No it most certainly wasn’t great. So that was Crash#1 after Up#1.
Then came Up#2. Not as long. It lasted about a week. Here’s a snapshot from Up#2:-
Needed an extra propanolol this morning. Then felt pretty normal for the rest of the day in work. It was such a relief to feel normal. I’m too scared to go to sleep in case I wake up ill again tomorrow. This was such a nice break.”
I got another normal day after that and then Crash#2 happened. Crash#2 was bad:-
Only 1 question- how the fuck do I fix this? I have no idea. I am in denial about the fact that I (me! Trudy!) took a lethal paracetamol overdose. I did that. I did it.”
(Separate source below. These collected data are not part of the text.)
// core/timer.rs
//
// Deferred removals: fixed-delay, fire-once despawns keyed by SpriteId.
// There is no cancel. A removal fires when its delay elapses no matter
// what happened to the sprite in the meantime.
//
// Usage:
//   let mut removals = DeferredRemovals::new();
//   removals.schedule(id, 7.0);
//   for id in removals.tick(dt) { sprites.remove(id); }

use crate::api::types::SpriteId;

/// A removal waiting for its delay to run out.
#[derive(Debug, Clone, Copy, PartialEq)]
pub struct PendingRemoval {
    /// Sprite captured at request time.
    pub id: SpriteId,
    /// Delay in seconds.
    pub delay: f32,
    /// Time accumulated since scheduling.
    pub elapsed: f32,
}

impl PendingRemoval {
    pub fn is_due(&self) -> bool {
        self.elapsed >= self.delay
    }
}

/// Queue of pending removals, advanced by frame time.
#[derive(Debug, Default)]
pub struct DeferredRemovals {
    pending: Vec<PendingRemoval>,
}

impl DeferredRemovals {
    pub fn new() -> Self {
        Self {
            pending: Vec::new(),
        }
    }

    /// Schedule `id` for removal after `delay` seconds.
    /// Scheduling the same id twice yields two independent entries.
    pub fn schedule(&mut self, id: SpriteId, delay: f32) {
        self.pending.push(PendingRemoval {
            id,
            delay,
            elapsed: 0.0,
        });
    }

    /// Advance all timers by `dt` seconds and return the ids that came due,
    /// in scheduling order. Each entry is returned exactly once.
    pub fn tick(&mut self, dt: f32) -> Vec<SpriteId> {
        let mut due = Vec::new();
        self.pending.retain_mut(|p| {
            p.elapsed += dt;
            if p.is_due() {
                due.push(p.id);
                false
            } else {
                true
            }
        });
        due
    }

    pub fn len(&self) -> usize {
        self.pending.len()
    }

    pub fn is_empty(&self) -> bool {
        self.pending.is_empty()
    }
}
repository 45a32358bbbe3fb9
use orbit_engine::ConfigError;
use thiserror::Error;
use wasm_bindgen::JsValue;

/// Failures at the browser boundary.
#[derive(Debug, Error)]
pub enum BridgeError {
    #[error("no global window")]
    NoWindow,
    #[error("no document on window")]
    NoDocument,
    #[error("canvas element '{0}' not found")]
    CanvasNotFound(String),
    #[error("element '{0}' is not a canvas")]
    NotACanvas(String),
    #[error("2d context unavailable")]
    NoContext,
    #[error("sandbox not initialized, call sandbox_init() first")]
    NotInitialized,
    #[error("image bytes are empty")]
    EmptyImage,
    #[error("image could not be decoded")]
    ImageDecode,
    #[error(transparent)]
    Config(#[from] ConfigError),
    #[error("javascript error: {0}")]
    Js(String),
}

impl From<JsValue> for BridgeError {
    fn from(value: JsValue) -> Self {
        BridgeError::Js(value.as_string().unwrap_or_else(|| format!("{:?}", value)))
    }
}

impl From<BridgeError> for JsValue {
    fn from(err: BridgeError) -> Self {
        JsValue::from_str(&err.to_string())
    }
}
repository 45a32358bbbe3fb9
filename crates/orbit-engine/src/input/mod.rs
pub mod queue;
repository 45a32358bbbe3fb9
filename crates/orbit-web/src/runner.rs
use orbit_engine::{ImageSource, InputEvent, Sandbox, SandboxConfig, SpriteId, Surface};

use crate::clock::FrameClock;
use crate::error::BridgeError;
use crate::surface::{CanvasImage, CanvasSurface};

/// Owns the sandbox and the canvas it draws into.
///
/// Lives in a `thread_local!` in `lib.rs`, because wasm-bindgen cannot
/// export a struct holding JS handles across the callbacks that need it.
pub struct SandboxRunner {
    sandbox: Sandbox<CanvasImage>,
    surface: CanvasSurface,
    clock: FrameClock,
}

impl SandboxRunner {
    /// Build a runner. The surface dictates width and height, overriding the config.
    pub fn new(surface: CanvasSurface, config: SandboxConfig) -> Result<Self, BridgeError> {
        let (width, height) = surface.size();
        let config = config.with_size(width, height);
        config.validate()?;
        Ok(Self {
            sandbox: Sandbox::new(config),
            surface,
            clock: FrameClock::new(),
        })
    }

    /// Push an input event into the queue.
    pub fn push_input(&mut self, event: InputEvent) {
        self.sandbox.push_input(event);
    }

    /// Apply an event now, behind anything already queued.
    pub fn apply(&mut self, event: InputEvent) {
        self.sandbox.apply(event);
    }

    /// Run one frame with an explicit delta in seconds.
    pub fn tick(&mut self, dt: f32) {
        self.sandbox.frame(dt, &mut self.surface);
    }

    /// Run one frame from a `requestAnimationFrame` timestamp.
    pub fn on_animation_frame(&mut self, timestamp_ms: f64) {
        let dt = self.clock.advance(timestamp_ms);
        self.tick(dt);
    }

    pub fn set_background(&mut self, image: CanvasImage) {
        let (w, h) = image.dimensions();
        log::info!("background loaded ({}x{})", w, h);
        self.sandbox.set_background(image);
    }

    pub fn clear_background(&mut self) {
        self.sandbox.clear_background();
    }

    pub fn sprite_count(&self) -> u32 {
        self.sandbox.sprites().len() as u32
    }

    pub fn selected(&self) -> Option<SpriteId> {
        self.sandbox.interaction().selected()
    }

    pub fn pending_removals(&self) -> u32 {
        self.sandbox.removals().len() as u32
    }
}
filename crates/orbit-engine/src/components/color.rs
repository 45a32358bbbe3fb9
use std::fmt;

/// Display color for sprites and gradient stops.
///
/// Stored in the form it was created with, so Canvas2D receives exactly
/// the CSS color string the sprite was spawned with. RGB components are
/// sRGB-encoded, matching CSS `rgb()`.
#[derive(Debug, Clone, Copy, PartialEq)]
pub enum Color {
    /// Hue in degrees, saturation and lightness in percent.
    Hsl { hue: f32, saturation: f32, lightness: f32 },
    /// RGB components (0.0 - 1.0).
    Rgb { r: f32, g: f32, b: f32 },
}

impl Color {
    pub const WHITE: Color = Color::Rgb { r: 1.0, g: 1.0, b: 1.0 };
    pub const BLACK: Color = Color::Rgb { r: 0.0, g: 0.0, b: 0.0 };

    pub const fn hsl(hue: f32, saturation: f32, lightness: f32) -> Self {
        Color::Hsl { hue, saturation, lightness }
    }
}

impl fmt::Display for Color {
    /// CSS color syntax, accepted by Canvas2D fill styles and gradient stops.
    fn fmt(&self, f: &mut fmt::Formatter<'_>) -> fmt::Result {
        match *self {
            Color::Hsl { hue, saturation, lightness } => {
                write!(f, "hsl({}, {}%, {}%)", hue, saturation, lightness)
            }
            Color::Rgb { r, g, b } => {
                let to_u8 = |v: f32| (v.clamp(0.0, 1.0) * 255.0).round() as u8;
                write!(f, "rgb({}, {}, {})", to_u8(r), to_u8(g), to_u8(b))
            }
        }
    }
}

#[cfg(test)]
mod tests {
    use super::*;

    #[test]
    fn css_strings() {
        assert_eq!(Color::hsl(120.0, 70.0, 50.0).to_string(), "hsl(120, 70%, 50%)");
        assert_eq!(Color::WHITE.to_string(), "rgb(255, 255, 255)");
        assert_eq!(Color::BLACK.to_string(), "rgb(0, 0, 0)");
    }

    #[test]
    fn rgb_components_clamp_to_byte_range() {
        let c = Color::Rgb { r: 1.5, g: -0.2, b: 0.5 };
        assert_eq!(c.to_string(), "rgb(255, 0, 128)");
    }
}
And after Crash#2 I was fully checked in to Depression Town. It’s a fucking miserable place – don’t go if you can avoid it. Since then I’ve bumped along; dangerous, suicidal and self-harming my way through the calendar days to here: August the 8th 2016. I’ve just had my 7th good day in a row. I’m in Up#3.
You’d better believe I’m shitting it.
It’s different now though. I have support. For example Team Trudy are now aware that when the crash comes it will likely bring an overwhelming urge to kill myself. That sucks. Nora and I discussed it today. I was reassured when she told me that this is the time she really worries. This is when shit happens (I’m paraphrasing obvs!). It reassured me that she gets this. I explained that I’m terrified too. I’m taking extra propanolol to keep the panic at bay and it works.
It’s rather like my abuser has gone to sleep but any minute now they are going to wake up and they are going to be pissed off. Gulp. Actually it reminded me of my mum. I would feel my body physically relax when she was passed out drunk on the floor. The relief of not having to be constantly on guard for a little while…maybe an hour…maybe two…maybe five…until...
Well, ups are like that. I get to go about my business without too much trouble but always, always aware that, at a moments notice, a killer may join me. Shit. You’d be a bit on edge too wouldn’t you?
I’m trying to protect myself. I’m actually going to do mindfulness. I’m doing some DBT exercises Nora has given me and I’m trying to be as sensible and proactive as possible.
I guess Up#3 is scary because I don’t know how much Crash#3 will hurt. But I’ll let you know, assuming I survive it. I will survive it. I believe that.
PS Sorry for all the swears. My mum always said that swearing shows a terrible lack of vocabulary. Perhaps she right but I don’t give a flying fuck.